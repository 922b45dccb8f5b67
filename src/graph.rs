//! Task dependency graph.
//!
//! Nodes are integer task ids; an edge `u -> v` means the output of `u` feeds
//! an input of `v`. Both directions are stored so that consumers
//! (`successors`) and producers (`dependencies`) can be read without a scan.
//!
//! Attributes are written while the graph is being built and are read-only to
//! every scheduling pass afterwards. The only pass that changes structure is
//! the communication-aware rescheduler, and it always works on a clone.

use serde::{Deserialize, Serialize};
use std::collections::BTreeMap;

use crate::error::{SchedError, SchedResult};
use crate::mapping::Resource;
use crate::types::{SimTime, TaskId};

/// Per-task attributes.
#[derive(Clone, Debug, Default, PartialEq, Serialize, Deserialize)]
pub struct TaskAttrs {
    /// Execution time per resource kind
    #[serde(default)]
    pub extime: BTreeMap<Resource, SimTime>,
    /// Output (activation) tensor size in elements
    #[serde(default)]
    pub tensor: Option<u64>,
    /// Weight size in elements
    #[serde(default)]
    pub weight: Option<u64>,
    /// Layer type tag, e.g. `Conv2D`
    #[serde(default)]
    pub layer: Option<String>,
}

impl TaskAttrs {
    /// Creates an empty attribute set.
    pub fn new() -> Self {
        Self::default()
    }

    /// Sets the execution time on a resource.
    pub fn with_extime(mut self, resource: Resource, time: SimTime) -> Self {
        self.extime.insert(resource, time);
        self
    }

    /// Sets the output tensor size.
    pub fn with_tensor(mut self, size: u64) -> Self {
        self.tensor = Some(size);
        self
    }

    /// Sets the weight size.
    pub fn with_weight(mut self, size: u64) -> Self {
        self.weight = Some(size);
        self
    }

    /// Sets the layer type.
    pub fn with_layer(mut self, layer: impl Into<String>) -> Self {
        self.layer = Some(layer.into());
        self
    }
}

/// Result of a bounded simple-path enumeration.
#[derive(Clone, Debug, Default, PartialEq, Eq)]
pub struct PathSearch {
    /// Every simple path found, as node sequences from source to destination
    pub paths: Vec<Vec<TaskId>>,
    /// True if the exploration cap stopped the search from expanding a branch
    pub truncated: bool,
}

impl PathSearch {
    /// Length (in nodes) of the longest path found.
    pub fn longest(&self) -> usize {
        self.paths.iter().map(Vec::len).max().unwrap_or(0)
    }
}

/// Directed task graph with per-node attributes.
#[derive(Clone, Debug, Default)]
pub struct TaskGraph {
    tasks: BTreeMap<TaskId, TaskAttrs>,
    successors: BTreeMap<TaskId, Vec<TaskId>>,
    dependencies: BTreeMap<TaskId, Vec<TaskId>>,
}

impl TaskGraph {
    /// Creates an empty graph.
    pub fn new() -> Self {
        Self::default()
    }

    /// Adds a task with no attributes. Existing tasks are left untouched.
    pub fn add_task(&mut self, id: TaskId) {
        self.tasks.entry(id).or_default();
        self.successors.entry(id).or_default();
        self.dependencies.entry(id).or_default();
    }

    /// Adds a task with the given attributes, replacing any previous attributes.
    pub fn insert_task(&mut self, id: TaskId, attrs: TaskAttrs) {
        self.add_task(id);
        self.tasks.insert(id, attrs);
    }

    /// Returns true if the task exists.
    pub fn contains(&self, id: TaskId) -> bool {
        self.tasks.contains_key(&id)
    }

    /// Number of tasks.
    pub fn task_count(&self) -> usize {
        self.tasks.len()
    }

    /// Number of distinct edges.
    pub fn edge_count(&self) -> usize {
        self.successors.values().map(Vec::len).sum()
    }

    /// Task ids in ascending order.
    pub fn tasks(&self) -> impl Iterator<Item = TaskId> + '_ {
        self.tasks.keys().copied()
    }

    /// All edges `(u, v)`, grouped by ascending producer id.
    pub fn edges(&self) -> impl Iterator<Item = (TaskId, TaskId)> + '_ {
        self.successors
            .iter()
            .flat_map(|(&u, vs)| vs.iter().map(move |&v| (u, v)))
    }

    /// Records `u -> v` and the reverse dependency.
    ///
    /// Duplicate edges are ignored.
    pub fn add_edge(&mut self, u: TaskId, v: TaskId) -> SchedResult<()> {
        if u == v {
            return Err(SchedError::SelfLoop(u));
        }
        for id in [u, v] {
            if !self.contains(id) {
                return Err(SchedError::UnknownTask(id));
            }
        }

        let out = self.successors.entry(u).or_default();
        if !out.contains(&v) {
            out.push(v);
            self.dependencies.entry(v).or_default().push(u);
        }
        Ok(())
    }

    /// Removes `u -> v`. Returns false if the edge did not exist.
    pub fn remove_edge(&mut self, u: TaskId, v: TaskId) -> bool {
        let removed = match self.successors.get_mut(&u) {
            Some(out) => {
                let before = out.len();
                out.retain(|&x| x != v);
                out.len() != before
            }
            None => false,
        };
        if removed {
            if let Some(deps) = self.dependencies.get_mut(&v) {
                deps.retain(|&x| x != u);
            }
        }
        removed
    }

    /// Returns true if `u -> v` exists.
    pub fn has_edge(&self, u: TaskId, v: TaskId) -> bool {
        self.successors(u).contains(&v)
    }

    /// Consumers of `u`'s output, in insertion order.
    pub fn successors(&self, u: TaskId) -> &[TaskId] {
        self.successors.get(&u).map(Vec::as_slice).unwrap_or(&[])
    }

    /// Producers `v` depends on, in insertion order.
    pub fn dependencies(&self, v: TaskId) -> &[TaskId] {
        self.dependencies.get(&v).map(Vec::as_slice).unwrap_or(&[])
    }

    /// Tasks with no dependencies.
    pub fn sources(&self) -> Vec<TaskId> {
        self.tasks().filter(|&t| self.dependencies(t).is_empty()).collect()
    }

    /// Largest task id, or `None` for an empty graph.
    pub fn max_node_id(&self) -> Option<TaskId> {
        self.tasks.keys().next_back().copied()
    }

    fn attrs_mut(&mut self, id: TaskId) -> SchedResult<&mut TaskAttrs> {
        self.tasks.get_mut(&id).ok_or(SchedError::UnknownTask(id))
    }

    /// Sets the execution time of `id` on `resource`.
    pub fn set_extime(&mut self, id: TaskId, resource: Resource, time: SimTime) -> SchedResult<()> {
        self.attrs_mut(id)?.extime.insert(resource, time);
        Ok(())
    }

    /// Sets the output tensor size of `id`.
    pub fn set_tensor(&mut self, id: TaskId, size: u64) -> SchedResult<()> {
        self.attrs_mut(id)?.tensor = Some(size);
        Ok(())
    }

    /// Sets the weight size of `id`.
    pub fn set_weight(&mut self, id: TaskId, size: u64) -> SchedResult<()> {
        self.attrs_mut(id)?.weight = Some(size);
        Ok(())
    }

    /// Sets the layer type of `id`.
    pub fn set_layer_type(&mut self, id: TaskId, layer: impl Into<String>) -> SchedResult<()> {
        self.attrs_mut(id)?.layer = Some(layer.into());
        Ok(())
    }

    /// Attributes of `id`.
    pub fn attrs(&self, id: TaskId) -> Option<&TaskAttrs> {
        self.tasks.get(&id)
    }

    /// Execution time of `id` on `resource`.
    pub fn extime(&self, id: TaskId, resource: Resource) -> SchedResult<SimTime> {
        self.attrs(id)
            .ok_or(SchedError::UnknownTask(id))?
            .extime
            .get(&resource)
            .copied()
            .ok_or(SchedError::MissingAttribute {
                task: id,
                attribute: match resource {
                    Resource::Cpu => "cpu execution time",
                    Resource::Npu => "npu execution time",
                },
            })
    }

    /// Output tensor size of `id`.
    pub fn tensor(&self, id: TaskId) -> SchedResult<u64> {
        self.attrs(id)
            .ok_or(SchedError::UnknownTask(id))?
            .tensor
            .ok_or(SchedError::MissingAttribute {
                task: id,
                attribute: "tensor size",
            })
    }

    /// Layer type of `id`.
    pub fn layer_type(&self, id: TaskId) -> SchedResult<&str> {
        self.attrs(id)
            .ok_or(SchedError::UnknownTask(id))?
            .layer
            .as_deref()
            .ok_or(SchedError::MissingAttribute {
                task: id,
                attribute: "layer type",
            })
    }

    /// Enumerates simple paths from `s` to `d` by depth-first search.
    ///
    /// At most `cap` path instances (DFS visits) are explored. Once the cap is
    /// reached no further branch is expanded and the result is flagged as
    /// truncated; below the cap the result is exact.
    pub fn all_simple_paths(&self, s: TaskId, d: TaskId, cap: usize) -> PathSearch {
        let mut search = PathSearch::default();
        if !self.contains(s) || !self.contains(d) {
            return search;
        }

        let mut visited = BTreeMap::new();
        let mut path = Vec::new();
        let mut explored = 0usize;
        self.paths_from(s, d, cap, &mut visited, &mut path, &mut explored, &mut search);
        search
    }

    #[allow(clippy::too_many_arguments)]
    fn paths_from(
        &self,
        u: TaskId,
        d: TaskId,
        cap: usize,
        visited: &mut BTreeMap<TaskId, bool>,
        path: &mut Vec<TaskId>,
        explored: &mut usize,
        search: &mut PathSearch,
    ) {
        *explored += 1;
        visited.insert(u, true);
        path.push(u);

        if u == d {
            search.paths.push(path.clone());
        } else {
            for &next in self.successors(u) {
                if visited.get(&next).copied().unwrap_or(false) {
                    continue;
                }
                if *explored >= cap {
                    search.truncated = true;
                    break;
                }
                self.paths_from(next, d, cap, visited, path, explored, search);
            }
        }

        path.pop();
        visited.insert(u, false);
    }

    /// Appends a structurally identical, disconnected copy of the graph.
    ///
    /// Copied ids are shifted by `max_node_id() + 1`; the shift is returned.
    pub fn duplicate_and_add(&mut self) -> SchedResult<TaskId> {
        let offset = self.max_node_id().map_or(0, |m| m + 1);
        let tasks: Vec<(TaskId, TaskAttrs)> =
            self.tasks.iter().map(|(&id, a)| (id, a.clone())).collect();
        let edges: Vec<(TaskId, TaskId)> = self.edges().collect();

        for (id, attrs) in tasks {
            self.insert_task(id + offset, attrs);
        }
        for (u, v) in edges {
            self.add_edge(u + offset, v + offset)?;
        }
        Ok(offset)
    }

    /// Builds a graph from a loader description.
    ///
    /// Every task must carry a weight and a layer type.
    pub fn from_spec(spec: GraphSpec) -> SchedResult<Self> {
        let mut graph = TaskGraph::new();
        for task in &spec.tasks {
            graph.add_task(task.id);
        }
        for &(u, v) in &spec.edges {
            graph.add_task(u);
            graph.add_task(v);
        }
        for &(u, v) in &spec.edges {
            graph.add_edge(u, v)?;
        }
        for task in spec.tasks {
            graph.insert_task(task.id, task.attrs);
        }

        for id in graph.tasks() {
            let attrs = &graph.tasks[&id];
            if attrs.weight.is_none() {
                return Err(SchedError::MissingAttribute {
                    task: id,
                    attribute: "weight",
                });
            }
            if attrs.layer.is_none() {
                return Err(SchedError::MissingAttribute {
                    task: id,
                    attribute: "layer type",
                });
            }
        }

        tracing::info!(
            tasks = graph.task_count(),
            edges = graph.edge_count(),
            "loaded task graph"
        );
        Ok(graph)
    }

    /// Builds a graph from a JSON loader description.
    pub fn from_json(json: &str) -> SchedResult<Self> {
        let spec: GraphSpec = serde_json::from_str(json)?;
        Self::from_spec(spec)
    }
}

/// Loader-facing description of one task.
#[derive(Clone, Debug, Serialize, Deserialize)]
pub struct TaskSpec {
    pub id: TaskId,
    #[serde(flatten)]
    pub attrs: TaskAttrs,
}

/// Loader-facing description of a whole graph.
#[derive(Clone, Debug, Default, Serialize, Deserialize)]
pub struct GraphSpec {
    #[serde(default)]
    pub edges: Vec<(TaskId, TaskId)>,
    #[serde(default)]
    pub tasks: Vec<TaskSpec>,
}
//! Discrete-event execution simulator.
//!
//! The [`Simulator`] advances a shared virtual clock tick by tick. At every
//! evaluated tick it runs rounds:
//!
//! 1. every lane steps against the current completion board (in parallel with
//!    the `parallel` feature);
//! 2. in lane order, completions are published and transfer requests are
//!    granted on the exclusive channels;
//!
//! until no lane makes progress. The clock then jumps to the first tick
//! boundary at or after the earliest lane wake-up time, which yields the same
//! timings as evaluating every tick. If lanes still hold tasks but none can
//! ever wake, the run fails with [`SchedError::Deadlock`].

#[cfg(feature = "parallel")]
use rayon::prelude::*;

use serde::{Deserialize, Serialize};
use std::collections::BTreeMap;
use std::sync::Arc;

use crate::channel::{TimeAlignment, TransferChannel};
use crate::config::AcceleratorConfig;
use crate::error::{SchedError, SchedResult};
use crate::executor::{plan_lanes, LaneExecutor, LaneStep, TaskLane};
use crate::graph::TaskGraph;
use crate::mapping::TaskMapping;
use crate::schedule::{Schedule, Stage, TransferRecord};
use crate::shared::SharedState;
use crate::stats::Timer;
use crate::types::{SimTime, TaskId};

/// Statistics collected by one simulator run.
#[derive(Clone, Debug, Default, Serialize, Deserialize)]
pub struct SimulationStats {
    /// Virtual time at which the last task completed
    pub final_time: SimTime,
    /// Distinct clock values evaluated
    pub ticks_evaluated: u64,
    /// Lane-step rounds across all ticks
    pub rounds: u64,
    /// Tasks per lane
    pub lanes: BTreeMap<String, usize>,
    pub channels: Vec<TransferChannel>,
    pub wall_time_ms: f64,
}

impl SimulationStats {
    /// Export statistics.
    pub fn export_stats(&self) -> serde_json::Value {
        serde_json::json!({
            "final_time": self.final_time,
            "ticks_evaluated": self.ticks_evaluated,
            "rounds": self.rounds,
            "lanes": self.lanes,
            "channels": self.channels.iter().map(TransferChannel::export_stats).collect::<Vec<_>>(),
            "wall_time_ms": self.wall_time_ms,
        })
    }
}

/// Simulates a mapped schedule on the configured accelerator.
#[derive(Clone, Debug)]
pub struct Simulator {
    config: AcceleratorConfig,
}

impl Simulator {
    /// Creates a simulator.
    pub fn new(config: AcceleratorConfig) -> Self {
        Self { config }
    }

    /// Returns the configuration.
    pub fn config(&self) -> &AcceleratorConfig {
        &self.config
    }

    /// Runs `order` under `mapping` and returns the observed schedule.
    pub fn run(
        &self,
        graph: &TaskGraph,
        order: &[TaskId],
        mapping: Arc<TaskMapping>,
        stage: Stage,
    ) -> SchedResult<Schedule> {
        self.simulate(graph, order, mapping, stage).map(|(s, _)| s)
    }

    /// Like [`Simulator::run`], also returning run statistics.
    pub fn simulate(
        &self,
        graph: &TaskGraph,
        order: &[TaskId],
        mapping: Arc<TaskMapping>,
        stage: Stage,
    ) -> SchedResult<(Schedule, SimulationStats)> {
        let timer = Timer::start();

        if order.len() != graph.task_count() {
            tracing::error!(
                expected = graph.task_count(),
                produced = order.len(),
                "order does not cover the graph"
            );
            return Err(SchedError::OrderMismatch {
                expected: graph.task_count(),
                produced: order.len(),
            });
        }

        let plans = plan_lanes(graph, order, &mapping, &self.config)?;
        let mut stats = SimulationStats::default();
        let mut lanes: Vec<Box<dyn LaneExecutor>> = Vec::with_capacity(plans.len());
        for (key, tasks) in plans {
            stats.lanes.insert(key.to_string(), tasks.len());
            lanes.push(Box::new(TaskLane::new(key, tasks)));
        }

        let shared = SharedState::new(order.iter().copied());
        let mut schedule = Schedule::new(stage, mapping);
        let tick = self.config.tick;

        loop {
            stats.ticks_evaluated += 1;
            let now = shared.clock.now();

            loop {
                stats.rounds += 1;
                let steps = step_all(&mut lanes, &shared);

                let mut progressed = false;
                for (lane, step) in lanes.iter_mut().zip(steps) {
                    progressed |= step.progressed;
                    for task in step.completed {
                        shared.board.publish(task, now);
                        tracing::trace!(task, time = now, "task complete");
                    }
                    for plan in step.requests {
                        let (start, end) = shared.reserve(plan.channel, plan.duration);
                        lane.grant(start, end);
                        tracing::debug!(
                            src = plan.src,
                            dst = ?plan.dst,
                            channel = %plan.channel,
                            start,
                            end,
                            "transfer granted"
                        );
                        schedule.record_transfer(TransferRecord {
                            src: plan.src,
                            dst: plan.dst,
                            channel: plan.channel,
                            start,
                            end,
                        });
                        progressed = true;
                    }
                }
                if !progressed {
                    break;
                }
            }

            if lanes.iter().all(|l| l.is_finished()) {
                stats.final_time = now;
                break;
            }

            match lanes.iter().filter_map(|l| l.next_wake()).min() {
                Some(wake) => {
                    let next = TimeAlignment::ceil_to_tick(wake.max(now + 1), tick);
                    shared.clock.advance_to(next);
                }
                None => {
                    let pending: usize = lanes.iter().map(|l| l.remaining()).sum();
                    tracing::error!(time = now, pending, "simulation deadlocked");
                    return Err(SchedError::Deadlock { time: now, pending });
                }
            }
        }

        for lane in &lanes {
            for e in lane.executions() {
                schedule.record_task(e.task, e.start, e.end);
            }
        }
        stats.channels = shared.channels().to_vec();
        stats.wall_time_ms = timer.elapsed_ms();

        tracing::info!(
            stage = %stage,
            makespan = schedule.makespan(),
            ticks = stats.ticks_evaluated,
            dma = schedule.dma.len(),
            mem = schedule.mem.len(),
            elapsed_ms = stats.wall_time_ms,
            "simulation done"
        );
        Ok((schedule, stats))
    }
}

#[cfg(feature = "parallel")]
fn step_all(lanes: &mut [Box<dyn LaneExecutor>], shared: &SharedState) -> Vec<LaneStep> {
    lanes.par_iter_mut().map(|lane| lane.step(shared)).collect()
}

#[cfg(not(feature = "parallel"))]
fn step_all(lanes: &mut [Box<dyn LaneExecutor>], shared: &SharedState) -> Vec<LaneStep> {
    lanes.iter_mut().map(|lane| lane.step(shared)).collect()
}
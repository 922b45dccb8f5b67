//! Statistics collection and export for a design flow.
//!
//! A [`FlowReport`] holds one row per pipeline stage and exports it as JSON,
//! CSV or a human-readable summary.

use serde::{Deserialize, Serialize};
use std::io::Write;
use std::path::Path;

use crate::engine::SimulationStats;
use crate::schedule::{Schedule, Stage};
use crate::types::SimTime;

/// Summary of one stage.
#[derive(Clone, Debug, Serialize, Deserialize)]
pub struct StageStats {
    pub stage: Stage,
    pub makespan: SimTime,
    pub completion_time: f64,
    pub dma_transfers: usize,
    pub mem_transfers: usize,
    pub spm_tensors: usize,
    pub batch_delays: usize,
    /// Simulator statistics, for simulated stages
    #[serde(default, skip_serializing_if = "Option::is_none")]
    pub simulation: Option<SimulationStats>,
    /// Wall-clock time spent producing the stage
    pub wall_time_ms: f64,
}

impl StageStats {
    /// Summarizes `schedule`.
    pub fn from_schedule(schedule: &Schedule, wall_time_ms: f64) -> Self {
        Self {
            stage: schedule.stage,
            makespan: schedule.makespan(),
            completion_time: schedule.completion_time(),
            dma_transfers: schedule.dma.len(),
            mem_transfers: schedule.mem.len(),
            spm_tensors: schedule.mapping.spm_count(),
            batch_delays: schedule.batch_delays.len(),
            simulation: None,
            wall_time_ms,
        }
    }

    /// Attaches simulator statistics.
    pub fn with_simulation(mut self, simulation: SimulationStats) -> Self {
        self.simulation = Some(simulation);
        self
    }
}

/// Per-stage statistics of a flow run.
#[derive(Clone, Debug, Default, Serialize, Deserialize)]
pub struct FlowReport {
    /// Model name
    pub name: String,
    pub stages: Vec<StageStats>,
    pub total_wall_time_ms: f64,
}

impl FlowReport {
    /// Creates an empty report.
    pub fn new(name: impl Into<String>) -> Self {
        Self {
            name: name.into(),
            ..Self::default()
        }
    }

    /// Statistics of `stage`, if it ran.
    pub fn stage(&self, stage: Stage) -> Option<&StageStats> {
        self.stages.iter().find(|s| s.stage == stage)
    }

    /// Exports the report to JSON.
    pub fn to_json(&self) -> Result<String, serde_json::Error> {
        serde_json::to_string_pretty(self)
    }

    /// Exports the report to a JSON file.
    pub fn to_json_file<P: AsRef<Path>>(&self, path: P) -> std::io::Result<()> {
        let json = self
            .to_json()
            .map_err(|e| std::io::Error::new(std::io::ErrorKind::InvalidData, e))?;
        std::fs::write(path, json)
    }

    /// Exports per-stage statistics to CSV.
    pub fn to_csv(&self) -> String {
        let mut csv = String::new();
        csv.push_str("stage,makespan,completion_time,dma_transfers,mem_transfers,spm_tensors,batch_delays,wall_time_ms\n");
        for s in &self.stages {
            csv.push_str(&format!(
                "{},{},{:.2},{},{},{},{},{:.2}\n",
                s.stage,
                s.makespan,
                s.completion_time,
                s.dma_transfers,
                s.mem_transfers,
                s.spm_tensors,
                s.batch_delays,
                s.wall_time_ms,
            ));
        }
        csv
    }

    /// Exports per-stage statistics to a CSV file.
    pub fn to_csv_file<P: AsRef<Path>>(&self, path: P) -> std::io::Result<()> {
        std::fs::write(path, self.to_csv())
    }

    /// Writes a human-readable summary to a writer.
    pub fn write_summary<W: Write>(&self, mut w: W) -> std::io::Result<()> {
        writeln!(w, "=== Design Flow ===")?;
        if !self.name.is_empty() {
            writeln!(w, "Model: {}", self.name)?;
        }
        writeln!(w)?;

        for s in &self.stages {
            writeln!(w, "--- {} ---", s.stage)?;
            writeln!(w, "Completion time: {:.2}", s.completion_time)?;
            writeln!(w, "Makespan: {}", s.makespan)?;
            writeln!(w, "Transfers: {} dma, {} mem", s.dma_transfers, s.mem_transfers)?;
            writeln!(w, "SPM tensors: {}", s.spm_tensors)?;
            if s.batch_delays > 0 {
                writeln!(w, "Batch delays: {}", s.batch_delays)?;
            }
            if let Some(ref sim) = s.simulation {
                writeln!(w, "Ticks evaluated: {}, rounds: {}", sim.ticks_evaluated, sim.rounds)?;
            }
        }
        writeln!(w)?;
        writeln!(w, "Wall time: {:.2} ms", self.total_wall_time_ms)?;
        Ok(())
    }

    /// Returns a summary string.
    pub fn summary(&self) -> String {
        let mut buf = Vec::new();
        if self.write_summary(&mut buf).is_err() {
            return String::new();
        }
        String::from_utf8_lossy(&buf).into_owned()
    }
}

/// A simple timer for measuring wall-clock time.
#[derive(Debug)]
pub struct Timer {
    start: std::time::Instant,
}

impl Timer {
    /// Starts a new timer.
    pub fn start() -> Self {
        Self {
            start: std::time::Instant::now(),
        }
    }

    /// Returns elapsed time in milliseconds.
    pub fn elapsed_ms(&self) -> f64 {
        self.start.elapsed().as_secs_f64() * 1000.0
    }
}

impl Default for Timer {
    fn default() -> Self {
        Self::start()
    }
}
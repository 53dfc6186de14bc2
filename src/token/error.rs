use thiserror::Error;

pub type TokenResult<T> = std::result::Result<T, TokenError>;

#[derive(Debug, Error)]
pub enum TokenError {
    #[error("random source error: {0}")]
    RandomSource(#[from] rand::rand_core::OsError),
    #[error("decode error: {0}")]
    Decode(#[from] base64::DecodeError),
    #[error("invalid scalar type: expected bytes, found {found}")]
    InvalidScalarType { found: String },
}
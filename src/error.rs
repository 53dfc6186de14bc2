use thiserror::Error;
use tracing::error;
use tracing_error::SpanTrace;

#[derive(Debug, Error)]
pub enum AppError {
    #[error("io error: {0}")]
    IoError(#[from] std::io::Error),
    #[error("config error: {0}")]
    ConfigError(#[from] crate::config::ConfigError),
    #[error("token error: {0}")]
    TokenError(#[from] crate::token::TokenError),
}

pub type AppResult<T> = std::result::Result<T, AppError>;

pub async fn run_with_error_handler<F, T>(run: F) -> T
where
    F: AsyncFn() -> AppResult<T>,
    T: Send + Sync,
{
    match run().await {
        Ok(value) => value,
        Err(e) => {
            default_error_handler(e);
            std::process::exit(1);
        }
    }
}

fn default_error_handler(error: AppError) {
    let span = SpanTrace::capture();
    error!("{}\n{}", error, span);
}

pub fn log_error<E: std::error::Error + std::fmt::Display>(error: &E) {
    let span = SpanTrace::capture();
    error!("{}\n{}", error, span);
}
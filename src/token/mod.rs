//! Random tokens of arbitrary length that can be encoded to and from binary, text and SQL
//! database values. The text form is unpadded URL-safe base64, so it can be placed in a URL
//! path or query without escaping.

use std::{fmt, str::FromStr};

use base64::{Engine as _, engine::general_purpose::URL_SAFE_NO_PAD};
use rand::{TryRngCore, rngs::OsRng};

use crate::error::AppResult;

mod error;
pub use error::{TokenError, TokenResult};

mod scalar;
pub use scalar::{LoadScalar, ScalarValue, ToScalar};

mod serialize;
mod sql;

/// An owned sequence of random bytes.
///
/// Every `load_*` method replaces the whole contents on success and leaves the token
/// untouched on failure.
#[derive(Clone, Default, PartialEq, Eq, Hash)]
pub struct Token(Vec<u8>);

impl Token {
    /// An empty token, usually as a target for one of the `load_*` methods.
    pub fn new() -> Self {
        Self(Vec::new())
    }

    /// Returns a token of `length` bytes read from the operating system's CSPRNG.
    pub fn generate(length: usize) -> TokenResult<Self> {
        let mut bytes = vec![0u8; length];
        OsRng.try_fill_bytes(&mut bytes)?;

        tracing::trace!(length, "generated token");
        Ok(Self(bytes))
    }

    /// Generates a token using the length from the loaded configuration.
    pub async fn generate_default() -> AppResult<Self> {
        let config = crate::Config::get_or_init(false).await?;
        let token = Self::generate(config.token().length())?;
        Ok(token)
    }

    #[inline]
    pub fn len(&self) -> usize {
        self.0.len()
    }

    #[inline]
    pub fn is_empty(&self) -> bool {
        self.0.is_empty()
    }

    #[inline]
    pub fn as_bytes(&self) -> &[u8] {
        &self.0
    }

    #[inline]
    pub fn into_bytes(self) -> Vec<u8> {
        self.0
    }

    /// Returns a copy of the raw bytes.
    #[inline]
    pub fn to_binary(&self) -> Vec<u8> {
        self.0.clone()
    }

    /// Replaces the contents with a copy of `data`. Any input is accepted.
    pub fn load_binary(&mut self, data: &[u8]) {
        self.0 = data.to_vec();
    }

    /// Encodes the bytes as unpadded URL-safe base64.
    pub fn to_text(&self) -> String {
        URL_SAFE_NO_PAD.encode(&self.0)
    }

    /// Decodes unpadded URL-safe base64 into this token.
    pub fn load_text(&mut self, text: &str) -> TokenResult<()> {
        let bytes = URL_SAFE_NO_PAD.decode(text).map_err(|e| {
            tracing::debug!("rejected token text: {}", e);
            TokenError::from(e)
        })?;

        self.0 = bytes;
        Ok(())
    }
}

impl From<Vec<u8>> for Token {
    fn from(bytes: Vec<u8>) -> Self {
        Self(bytes)
    }
}

impl From<&[u8]> for Token {
    fn from(bytes: &[u8]) -> Self {
        Self(bytes.to_vec())
    }
}

impl From<Token> for Vec<u8> {
    fn from(token: Token) -> Self {
        token.0
    }
}

impl AsRef<[u8]> for Token {
    fn as_ref(&self) -> &[u8] {
        &self.0
    }
}

impl FromStr for Token {
    type Err = TokenError;

    fn from_str(s: &str) -> TokenResult<Self> {
        let mut token = Token::new();
        token.load_text(s)?;
        Ok(token)
    }
}

impl fmt::Display for Token {
    fn fmt(&self, f: &mut fmt::Formatter<'_>) -> fmt::Result {
        f.write_str(&self.to_text())
    }
}

// tokens are secrets, keep them out of debug logs
impl fmt::Debug for Token {
    fn fmt(&self, f: &mut fmt::Formatter<'_>) -> fmt::Result {
        write!(f, "Token({} bytes)", self.0.len())
    }
}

= = =

* [EXERCISE GOAL] Using the entries shown above, reproduce verbatim the lines from the line bearing "Creates an empty graph." to the line bearing "any previous attributes.", inclusive.

* [SOLUTION FOR THIS TASK]
    /// Creates an empty graph.
    pub fn new() -> Self {
        Self::default()
    }

    /// Adds a task with no attributes. Existing tasks are left untouched.
    pub fn add_task(&mut self, id: TaskId) {
        self.tasks.entry(id).or_default();
        self.successors.entry(id).or_default();
        self.dependencies.entry(id).or_default();
    }

    /// Adds a task with the given attributes, replacing any previous attributes.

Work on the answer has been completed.